Technical Advisory Committee (TAC) Of SEBI To Address Cyber Security Issues As Well

Cyber security has become a priority issue for stakeholders’ around the world. Though governments are slow to adapt to cyber security requirements yet there is no escape from the necessity to have a robust and resilient cyber security infrastructure. India has been adopting technology driven project that have little cyber security support. For instance, cyber security for Digital India, e-governance, e-commerce, etc is still missing in India. Till now India is a sitting duck in cyberspace and civil liberties fields and it must be suitably prepared to deal with the cyber security challenges that would further increase in India in the near future.

There are many cyber law and cyber security obligations of Directors of Indian companies that are still not fulfilled by them. Indian government is also slow in enforcing these cyber law and cyber security obligations of Indian directors. The recent judgment of Supreme Court of India on Sections 66A, 69A and 79 of Information Technology Act, 2000 has further killed cyber law due diligence requirements in India to a great extent. This judgment must be reviewed by the Supreme Court to remove the unintended consequences of the same.

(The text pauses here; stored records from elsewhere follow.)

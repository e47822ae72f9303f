//! Minimal logger.
//!
//! Prints `[elapsed LEVEL target] message` to stderr. Install it once at
//! startup with [`init_with_level`] or [`init_from_env`].

use std::io::Write;
use std::str::FromStr;
use std::sync::OnceLock;
use std::time::Instant;

use log::{LevelFilter, Log, Metadata, Record};

#[cfg(feature = "tracing")]
use tracing_subscriber::fmt::format::FmtSpan;
#[cfg(feature = "tracing")]
use tracing_subscriber::util::SubscriberInitExt;
#[cfg(feature = "tracing")]
use tracing_subscriber::{fmt, EnvFilter};

/// Environment variable read by [`init_from_env`].
pub const LOG_ENV_VAR: &str = "ARCHIMEDES_LOG";

struct FrameLogger {
    level: LevelFilter,
    started: Instant,
}

impl Log for FrameLogger {
    fn enabled(&self, metadata: &Metadata) -> bool {
        metadata.level() <= self.level
    }

    fn log(&self, record: &Record) {
        if !self.enabled(record.metadata()) {
            return;
        }

        let elapsed = self.started.elapsed().as_secs_f64();
        let target = record.target().split("::").next().unwrap_or("");
        let mut stderr = std::io::stderr().lock();
        let _ = writeln!(
            stderr,
            "[{:8.3}s {:>5} {}] {}",
            elapsed,
            record.level(),
            target,
            record.args()
        );
    }

    fn flush(&self) {
        let _ = std::io::stderr().flush();
    }
}

static LOGGER: OnceLock<FrameLogger> = OnceLock::new();

/// Install the logger with the provided level filter.
///
/// Calling this more than once is a no-op after the first successful
/// initialization.
pub fn init_with_level(level: LevelFilter) -> Result<(), log::SetLoggerError> {
    if LOGGER.get().is_none() {
        let logger = LOGGER.get_or_init(|| FrameLogger {
            level,
            started: Instant::now(),
        });
        log::set_logger(logger)?;
        log::set_max_level(level);
    }
    Ok(())
}

/// Install the logger with the level named by `ARCHIMEDES_LOG`
/// (`off|error|warn|info|debug|trace`), defaulting to `info`.
pub fn init_from_env() -> Result<(), log::SetLoggerError> {
    let level = std::env::var(LOG_ENV_VAR)
        .ok()
        .and_then(|raw| LevelFilter::from_str(raw.trim()).ok())
        .unwrap_or(LevelFilter::Info);
    init_with_level(level)
}

#[cfg(feature = "tracing")]
pub fn init_tracing(json: bool) {
    let filter = EnvFilter::try_from_default_env().unwrap_or_else(|_| EnvFilter::new("info"));
    if json {
        let _ = fmt()
            .with_env_filter(filter)
            .with_span_events(FmtSpan::CLOSE)
            .json()
            .flatten_event(true)
            .finish()
            .try_init();
    } else {
        let _ = fmt()
            .with_env_filter(filter)
            .with_span_events(FmtSpan::CLOSE)
            .with_timer(fmt::time::Uptime::default())
            .finish()
            .try_init();
    }
}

The at Centre of Excellence for Cyber Security Research and Development in India (CECSRDI) has suggested that Narendra Modi government must formulate the Cyber Security Policy of India 2015 as soon as possible. The Cyber Security Policy of India 2013 is suffering from many shortcomings that must be removed in the 2015 policy. India must also be cyber prepared to protect its cyberspace.

CECSRDI has also suggested that a dedicated cyber security law of India is need of the hour. The same must be a techno legal framework keeping in mind contemporary cyber security threats. Further cyber security disclosure norms in India must be formulated by Modi government. The cyber security awareness in India must be further improved with a special emphasis upon clearly specifying the cyber security obligations of directors of Indian companies.

The Cyber Security Trends of India 2015 by CECSRDI have outlined that state sponsored cyber attacks and an increased use of malware is on the cards. Cyber security of banks in India is need of the hour as cyber criminals have been targeting banking and financial institutions in India for long. Even the capital markets of India are vulnerable to sophisticated cyber attacks. The Securities and Exchange Board of India (SEBI) has been mandated to regulate the entire gamut of capital markets in India and it is required to ensure cyber security of capital markets as well.

Now it has been reported that SEBI has expanded the ambit of its Technical Advisory Committee (TAC) to include cyber security of the markets. CECSRDI welcomes this move of SEBI and is committed to help it in every possible manner to achieve this benign cyber security objective.

The five-member TAC formed in 2010 is headed by Ashok Jhunjhunwala, faculty-member, Indian Institute of Technology-Madras. The other members are H Krishnamurthy of the Indian Institute of Science (Bangalore), Abhay Karandikar of IIT-Bombay and Vibhakar Bhushan of Trignon Business Consulting and Synchosoft.com.

The TAC advises SEBI on various policy and internal technological safety issues. It also aids the regulator on framing appropriate policies arising out of technological advancements in areas such as wireless trading, co-location, algorithmic trading, smart order routing, Application Programming Interface (API). SEBI is particularly worried about the growing cyber crimes that have become complicated and stealth in nature. State sponsored attacks are also a caused of concern for various cyber security stakeholders. SEBI believes that Indian capital market needs a framework for future plan of action on securities market resilience.

This move of SEBI aims at securing the data, applications, database, operating systems and network layers of (FMIs) from various forms of cyber attacks such as Denial of Service (DoS) attacks, phishing, hacking, man-in-the-middle attack, sniffing, spoofing, key-logging and malware attacks. Critical infrastructure protection in India (PDF) is still struggling to deal with sophisticated cyber attacks and malware. In the past it was declared that NTRO would protect the critical ICT infrastructures of India. The National Critical Information Infrastructure Protection Centre (NCIPC) of India has also been established to protect Indian critical infrastructures. Nevertheless, cyber security of critical infrastructure of India is yet to be achieved.

CECSRDI hopes that Indian government and authorities like SEBI would help in securing Indian critical infrastructures like banks, capital markets, etc very soon. The starting point can be the cyber security policy of India 2015 as already suggested by CECSRDI.